Collection entries:
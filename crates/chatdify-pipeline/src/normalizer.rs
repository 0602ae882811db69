// SPDX-FileCopyrightText: 2026 Chatdify Contributors
// SPDX-License-Identifier: MIT OR Apache-2.0

//! Conversion of raw Chatwoot webhook payloads into [`InboundEvent`]s.
//!
//! Normalization is a pure function of the payload and the pipeline
//! configuration. Rejections are reported, never raised: the front door
//! acknowledges every delivery so the platform does not disable the hook.

use std::collections::BTreeSet;

use chatdify_config::model::PipelineConfig;
use chatdify_core::{ConversationId, ConversationStatus, EventType, InboundEvent, MessageDirection};
use chrono::{DateTime, Utc};
use serde_json::Value;
use sha2::{Digest, Sha256};
use strum::Display;

/// Why a payload did not become an event.
#[derive(Debug, Clone, Copy, PartialEq, Eq, Display)]
#[strum(serialize_all = "snake_case")]
pub enum RejectReason {
    /// Required fields are missing or have the wrong shape.
    Malformed,
    /// Event kind or message kind the bridge does not act on.
    Uninterested,
    /// Sent by a bot or carrying an ignored prefix; answering would loop.
    BotLoop,
    /// Private agent note.
    PrivateNote,
    /// Outgoing message while outgoing processing is off.
    Outgoing,
}

#[derive(Debug, Clone, PartialEq, Eq)]
pub struct Rejection {
    pub reason: RejectReason,
    pub detail: String,
}

impl Rejection {
    fn new(reason: RejectReason, detail: impl Into<String>) -> Self {
        Self {
            reason,
            detail: detail.into(),
        }
    }
}

impl std::fmt::Display for Rejection {
    fn fmt(&self, f: &mut std::fmt::Formatter<'_>) -> std::fmt::Result {
        write!(f, "{}: {}", self.reason, self.detail)
    }
}

#[derive(Debug, Clone, PartialEq)]
pub enum Normalized {
    Accepted(InboundEvent),
    Rejected(Rejection),
}

/// Turns webhook payloads into canonical events.
#[derive(Debug, Clone)]
pub struct EventNormalizer {
    ignored_sender_types: BTreeSet<String>,
    ignored_content_prefixes: Vec<String>,
    process_outgoing: bool,
    accepted_events: BTreeSet<String>,
}

impl EventNormalizer {
    pub fn new(config: &PipelineConfig) -> Self {
        Self {
            ignored_sender_types: config
                .ignored_sender_types
                .iter()
                .map(|s| s.to_ascii_lowercase())
                .collect(),
            ignored_content_prefixes: config
                .ignored_content_prefixes
                .iter()
                .filter(|p| !p.is_empty())
                .cloned()
                .collect(),
            process_outgoing: config.process_outgoing,
            accepted_events: config.accepted_events.iter().cloned().collect(),
        }
    }

    /// Normalize a payload received now.
    pub fn normalize(&self, raw: &Value) -> Normalized {
        self.normalize_at(raw, Utc::now())
    }

    pub fn normalize_at(&self, raw: &Value, received_at: DateTime<Utc>) -> Normalized {
        match self.try_normalize(raw, received_at) {
            Ok(event) => Normalized::Accepted(event),
            Err(rejection) => Normalized::Rejected(rejection),
        }
    }

    fn try_normalize(&self, raw: &Value, received_at: DateTime<Utc>) -> Result<InboundEvent, Rejection> {
        let Some(object) = raw.as_object() else {
            return Err(Rejection::new(RejectReason::Malformed, "payload is not a JSON object"));
        };
        let event = object
            .get("event")
            .and_then(Value::as_str)
            .filter(|e| !e.is_empty())
            .ok_or_else(|| Rejection::new(RejectReason::Malformed, "missing event type"))?;

        match event {
            "message_created" => self.message_event(raw, received_at),
            "conversation_status_changed" => {
                let conversation_id = conversation_id(raw, false)?;
                let status = status_of(raw);
                if status.is_none() {
                    return Err(Rejection::new(
                        RejectReason::Malformed,
                        "status change without a recognizable status",
                    ));
                }
                Ok(InboundEvent {
                    event_id: format!("{event}:{}", payload_digest(raw)),
                    conversation_id,
                    message_text: String::new(),
                    event_type: EventType::ConversationStatusChanged,
                    received_at,
                    source_event: event.to_string(),
                    direction: None,
                    conversation_status: status,
                })
            }
            other if self.accepted_events.contains(other) => {
                let conversation_id = conversation_id(raw, false)?;
                Ok(InboundEvent {
                    event_id: format!("{other}:{}", payload_digest(raw)),
                    conversation_id,
                    message_text: String::new(),
                    event_type: EventType::Other,
                    received_at,
                    source_event: other.to_string(),
                    direction: None,
                    conversation_status: status_of(raw),
                })
            }
            other => Err(Rejection::new(
                RejectReason::Uninterested,
                format!("event `{other}` is not accepted"),
            )),
        }
    }

    fn message_event(&self, raw: &Value, received_at: DateTime<Utc>) -> Result<InboundEvent, Rejection> {
        let message_id = raw
            .get("id")
            .and_then(as_id)
            .ok_or_else(|| Rejection::new(RejectReason::Malformed, "message without id"))?;
        let conversation_id = conversation_id(raw, true)?;

        let direction = match raw.get("message_type") {
            Some(Value::String(kind)) if kind == "incoming" => MessageDirection::Incoming,
            Some(Value::String(kind)) if kind == "outgoing" => MessageDirection::Outgoing,
            Some(Value::Number(n)) if n.as_i64() == Some(0) => MessageDirection::Incoming,
            Some(Value::Number(n)) if n.as_i64() == Some(1) => MessageDirection::Outgoing,
            Some(other) => {
                return Err(Rejection::new(
                    RejectReason::Uninterested,
                    format!("message type {other} is not a conversation message"),
                ));
            }
            None => return Err(Rejection::new(RejectReason::Malformed, "message without type")),
        };

        if raw.get("private").and_then(Value::as_bool).unwrap_or(false) {
            return Err(Rejection::new(RejectReason::PrivateNote, "private note"));
        }

        let sender_type = raw
            .pointer("/sender/type")
            .and_then(Value::as_str)
            .map(str::to_ascii_lowercase)
            .unwrap_or_default();
        if self.ignored_sender_types.contains(&sender_type) {
            return Err(Rejection::new(
                RejectReason::BotLoop,
                format!("sender type `{sender_type}` is ignored"),
            ));
        }

        let content = raw
            .get("content")
            .and_then(Value::as_str)
            .unwrap_or_default()
            .trim();
        if let Some(prefix) = self
            .ignored_content_prefixes
            .iter()
            .find(|p| content.starts_with(p.as_str()))
        {
            return Err(Rejection::new(
                RejectReason::BotLoop,
                format!("content starts with ignored prefix `{prefix}`"),
            ));
        }

        if direction == MessageDirection::Outgoing && !self.process_outgoing {
            return Err(Rejection::new(RejectReason::Outgoing, "outgoing message"));
        }
        if content.is_empty() {
            return Err(Rejection::new(RejectReason::Uninterested, "message has no text"));
        }

        Ok(InboundEvent {
            event_id: format!("message:{message_id}"),
            conversation_id,
            message_text: content.to_string(),
            event_type: EventType::MessageCreated,
            received_at,
            source_event: "message_created".to_string(),
            direction: Some(direction),
            conversation_status: raw
                .get("conversation")
                .and_then(status_of),
        })
    }
}

/// Message payloads nest the conversation; conversation payloads are the
/// conversation itself.
fn conversation_id(raw: &Value, nested: bool) -> Result<ConversationId, Rejection> {
    let found = if nested {
        raw.pointer("/conversation/id").and_then(as_id)
    } else {
        raw.get("id")
            .and_then(as_id)
            .or_else(|| raw.pointer("/conversation/id").and_then(as_id))
    };
    found
        .filter(|id| *id > 0)
        .ok_or_else(|| Rejection::new(RejectReason::Malformed, "missing conversation id"))
}

fn as_id(value: &Value) -> Option<i64> {
    match value {
        Value::Number(n) => n.as_i64(),
        Value::String(s) => s.trim().parse().ok(),
        _ => None,
    }
}

fn status_of(value: &Value) -> Option<ConversationStatus> {
    value
        .get("status")
        .and_then(Value::as_str)
        .and_then(|s| ConversationStatus::parse(s).ok())
}

/// Stable identifier for payloads that carry no event id of their own, so a
/// redelivered webhook maps to the same event.
fn payload_digest(raw: &Value) -> String {
    let digest = Sha256::digest(raw.to_string().as_bytes());
    hex::encode(&digest[..16])
}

What the task requires: Wherever a line in the data above holds "PrivateNote", copy that line.

Response to the exercise:
    PrivateNote,
            return Err(Rejection::new(RejectReason::PrivateNote, "private note"));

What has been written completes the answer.